Clarkson FlatBed said...

Anon 4:36. I know this woman very well. I will tell you straight up that you don't find yourself homeless with six kids unless you've made some questionable choices. Not everyone is made for "success" in this life, and there are a million factors that contribute to an inability to climb out of penury. That's why, as I like to note, 1% of the NYC population is what we're dealing with - given how tough this City can be, there you are. The numbers of seriously mentally ill and drug and alcohol dependent alone are higher than 1%, and many of them get a free ride from their caring families. The number of clutterers is probably bigger than 1%. The number of selfish jackasses? Clearly much, much higher.

If you think for one minute that families in homelessness are model citizens with great life skills and deep family support who just HAPPEN to have missed a paycheck, then you have no idea how hard life can get when you don't have all the mental, financial, physical and/or educational (not to mention stable upbringing) advantages. The amount of violence and rape that many of these women have seen would maybe set your haughty indignation back to empathy. Or not. Maybe you're a "bootstraps" guy and that shit means nothing. Maybe it's just assumed that every human being will get on the bus, suddenly gain all the skills they never learned, and live the American dream despite their shortcomings.

I'll tell you one thing, though. If you think taking the children away is a good idea, you should know how much these children adore their mother and do everything they can to keep the family together. It's a family, like it or not. And kids in foster care do NOT do better, despite the occasional horror stories we read in the paper. Fact is, "decent" families don't WANT to take in these kids. They're too busy with their uptown problems already.

This country has seriously lapsed into such a state of denial it doesn't even get what #blacklivesmatter is saying. Doesn't get that providing for people is just what WE DO as human beings. This isn't a social science experiment. This is the human race you're talking about. Actual, frail, and sometimes messed up human beings.

Rebecca said...

I am appalled by some of the comments on the NYT. They're dehumanizing. But the ones that stick in my craw the most are the ones that say Yee is overwriting. The ones that call her piece too Orwellian or too Dikensian. The people saying things like that must have no idea what's outside of their own little box and that this article wasn't overwritten, and 60 Clarkson is just one example of a broader housing and NYC management issue that is so incredibly overdue to be addressed. It's so easy for people to be critical from their safe little homes while they tap away at their computers and gadgets.

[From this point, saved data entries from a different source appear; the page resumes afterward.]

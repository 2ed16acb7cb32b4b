//! wgpu graphics device.
//!
//! Textures are real GPU textures; sprites are drawn with a small
//! fullscreen-triangle blit pipeline. Fixed-function state and the
//! framebuffer sRGB flag are tracked only, since wgpu bakes them into
//! pipelines.

use std::fmt;
use std::sync::atomic::{AtomicU64, Ordering};
use std::sync::{Arc, Mutex, MutexGuard};

use tracing::debug;
use wgpu::{Device, Queue};

use crate::context::ScopedContext;
use crate::device::{CaptureState, GraphicsDevice};
use crate::texture::{NativeTexture, Size, TextureDesc, TextureFormat};
use crate::{GpuError, GpuResult};

const BLIT_SHADER: &str = r#"
struct VsOut {
    @builtin(position) pos: vec4<f32>,
    @location(0) uv: vec2<f32>,
};

@vertex
fn vs_main(@builtin(vertex_index) i: u32) -> VsOut {
    let uv = vec2<f32>(f32((i << 1u) & 2u), f32(i & 2u));
    var out: VsOut;
    out.pos = vec4<f32>(uv.x * 2.0 - 1.0, 1.0 - uv.y * 2.0, 0.0, 1.0);
    out.uv = uv;
    return out;
}

@group(0) @binding(0) var src_tex: texture_2d<f32>;
@group(0) @binding(1) var src_smp: sampler;

@fragment
fn fs_main(in: VsOut) -> @location(0) vec4<f32> {
    return textureSample(src_tex, src_smp, in.uv);
}
"#;

// =============================================================================
// WgpuTexture
// =============================================================================

struct TextureInner {
    id: u64,
    desc: TextureDesc,
    texture: wgpu::Texture,
}

/// Shared handle to a wgpu texture.
#[derive(Clone)]
pub struct WgpuTexture(Arc<TextureInner>);

impl WgpuTexture {
    /// Underlying wgpu texture.
    pub fn raw(&self) -> &wgpu::Texture {
        &self.0.texture
    }

    pub fn desc(&self) -> &TextureDesc {
        &self.0.desc
    }
}

impl fmt::Debug for WgpuTexture {
    fn fmt(&self, f: &mut fmt::Formatter<'_>) -> fmt::Result {
        f.debug_struct("WgpuTexture")
            .field("id", &self.0.id)
            .field("size", &self.0.desc.size)
            .finish()
    }
}

// =============================================================================
// WgpuDevice
// =============================================================================

#[derive(Default)]
struct TrackedState {
    render_targets: Vec<WgpuTexture>,
    blend_stack: Vec<CaptureState>,
    capture_state: CaptureState,
    framebuffer_srgb: bool,
    linear_srgb: bool,
}

/// Graphics device on top of a wgpu device and queue.
pub struct WgpuDevice {
    device: Arc<Device>,
    queue: Arc<Queue>,
    adapter_info: wgpu::AdapterInfo,
    blit_layout: wgpu::BindGroupLayout,
    blit_pipeline: wgpu::RenderPipeline,
    sampler: wgpu::Sampler,
    next_id: AtomicU64,
    state: Mutex<TrackedState>,
}

impl WgpuDevice {
    /// Check if a wgpu adapter is available.
    pub fn is_available() -> bool {
        pollster::block_on(async {
            let instance = wgpu::Instance::new(&wgpu::InstanceDescriptor {
                backends: wgpu::Backends::all(),
                ..Default::default()
            });
            instance
                .request_adapter(&wgpu::RequestAdapterOptions {
                    power_preference: wgpu::PowerPreference::HighPerformance,
                    compatible_surface: None,
                    force_fallback_adapter: false,
                })
                .await
                .is_some()
        })
    }

    /// Create a device on the high-performance adapter.
    pub fn new() -> GpuResult<Self> {
        pollster::block_on(Self::new_async())
    }

    async fn new_async() -> GpuResult<Self> {
        let instance = wgpu::Instance::new(&wgpu::InstanceDescriptor {
            backends: wgpu::Backends::all(),
            ..Default::default()
        });

        let adapter = instance
            .request_adapter(&wgpu::RequestAdapterOptions {
                power_preference: wgpu::PowerPreference::HighPerformance,
                compatible_surface: None,
                force_fallback_adapter: false,
            })
            .await
            .ok_or(GpuError::NoAdapter)?;

        let adapter_info = adapter.get_info();

        let (device, queue) = adapter
            .request_device(
                &wgpu::DeviceDescriptor {
                    label: Some("vfx-gpu"),
                    required_features: wgpu::Features::empty(),
                    required_limits: wgpu::Limits::default(),
                    memory_hints: Default::default(),
                },
                None,
            )
            .await
            .map_err(|e| GpuError::DeviceCreation(e.to_string()))?;

        Ok(Self::from_parts(Arc::new(device), Arc::new(queue), adapter_info))
    }

    /// Wrap an existing device and queue, e.g. the host's own.
    pub fn from_parts(device: Arc<Device>, queue: Arc<Queue>, adapter_info: wgpu::AdapterInfo) -> Self {
        let shader = device.create_shader_module(wgpu::ShaderModuleDescriptor {
            label: Some("blit"),
            source: wgpu::ShaderSource::Wgsl(BLIT_SHADER.into()),
        });

        let blit_layout = device.create_bind_group_layout(&wgpu::BindGroupLayoutDescriptor {
            label: Some("blit"),
            entries: &[
                wgpu::BindGroupLayoutEntry {
                    binding: 0,
                    visibility: wgpu::ShaderStages::FRAGMENT,
                    ty: wgpu::BindingType::Texture {
                        sample_type: wgpu::TextureSampleType::Float { filterable: true },
                        view_dimension: wgpu::TextureViewDimension::D2,
                        multisampled: false,
                    },
                    count: None,
                },
                wgpu::BindGroupLayoutEntry {
                    binding: 1,
                    visibility: wgpu::ShaderStages::FRAGMENT,
                    ty: wgpu::BindingType::Sampler(wgpu::SamplerBindingType::Filtering),
                    count: None,
                },
            ],
        });

        let pipeline_layout = device.create_pipeline_layout(&wgpu::PipelineLayoutDescriptor {
            label: Some("blit"),
            bind_group_layouts: &[&blit_layout],
            push_constant_ranges: &[],
        });

        let blit_pipeline = device.create_render_pipeline(&wgpu::RenderPipelineDescriptor {
            label: Some("blit"),
            layout: Some(&pipeline_layout),
            vertex: wgpu::VertexState {
                module: &shader,
                entry_point: Some("vs_main"),
                compilation_options: Default::default(),
                buffers: &[],
            },
            primitive: wgpu::PrimitiveState::default(),
            depth_stencil: None,
            multisample: wgpu::MultisampleState::default(),
            fragment: Some(wgpu::FragmentState {
                module: &shader,
                entry_point: Some("fs_main"),
                compilation_options: Default::default(),
                targets: &[Some(wgpu::ColorTargetState {
                    format: wgpu::TextureFormat::Rgba8Unorm,
                    blend: None,
                    write_mask: wgpu::ColorWrites::ALL,
                })],
            }),
            multiview: None,
            cache: None,
        });

        let sampler = device.create_sampler(&wgpu::SamplerDescriptor {
            label: Some("blit"),
            mag_filter: wgpu::FilterMode::Linear,
            min_filter: wgpu::FilterMode::Linear,
            ..Default::default()
        });

        Self {
            device,
            queue,
            adapter_info,
            blit_layout,
            blit_pipeline,
            sampler,
            next_id: AtomicU64::new(0),
            state: Mutex::new(TrackedState::default()),
        }
    }

    /// Get device name
    pub fn device_name(&self) -> &str {
        &self.adapter_info.name
    }

    /// Get backend type (Vulkan, DX12, Metal, etc.)
    pub fn backend(&self) -> wgpu::Backend {
        self.adapter_info.backend
    }

    /// Set the host's linear-sRGB preference.
    pub fn set_linear_srgb(&self, enabled: bool) {
        self.state().linear_srgb = enabled;
    }

    fn state(&self) -> MutexGuard<'_, TrackedState> {
        self.state.lock().unwrap_or_else(|e| e.into_inner())
    }

    fn current_target(&self) -> Option<WgpuTexture> {
        self.state().render_targets.last().cloned()
    }

    fn encoder(&self, label: &str) -> wgpu::CommandEncoder {
        self.device
            .create_command_encoder(&wgpu::CommandEncoderDescriptor { label: Some(label) })
    }

    fn submit(&self, encoder: wgpu::CommandEncoder) {
        self.queue.submit(std::iter::once(encoder.finish()));
    }
}

impl fmt::Debug for WgpuDevice {
    fn fmt(&self, f: &mut fmt::Formatter<'_>) -> fmt::Result {
        f.debug_struct("WgpuDevice")
            .field("device", &self.adapter_info.name)
            .field("backend", &self.adapter_info.backend)
            .finish()
    }
}

impl ScopedContext for WgpuDevice {
    // wgpu has no thread-current context.
    fn enter(&self) -> GpuResult<()> {
        Ok(())
    }

    fn leave(&self) {}
}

I'm saddened reading it, but I'm glad it's bringing much needed attention to both the building and the greater problem of a broken system.

Brenda from Flatbush said...

Clarkson, your response comment above is clear-eyed and compassionate at once, something that seems bafflingly hard to find these days. I posted a link to the NYT article on my FB page, hope you won't mind if I post your response there as well.

Brenda from Flatbush said...

Just happened on a report by the lightweights at Gothamist that seems to scoop the NY Times piece by over a month; the Grey Lady covered the same ground, even interviewing the same resident. Hm.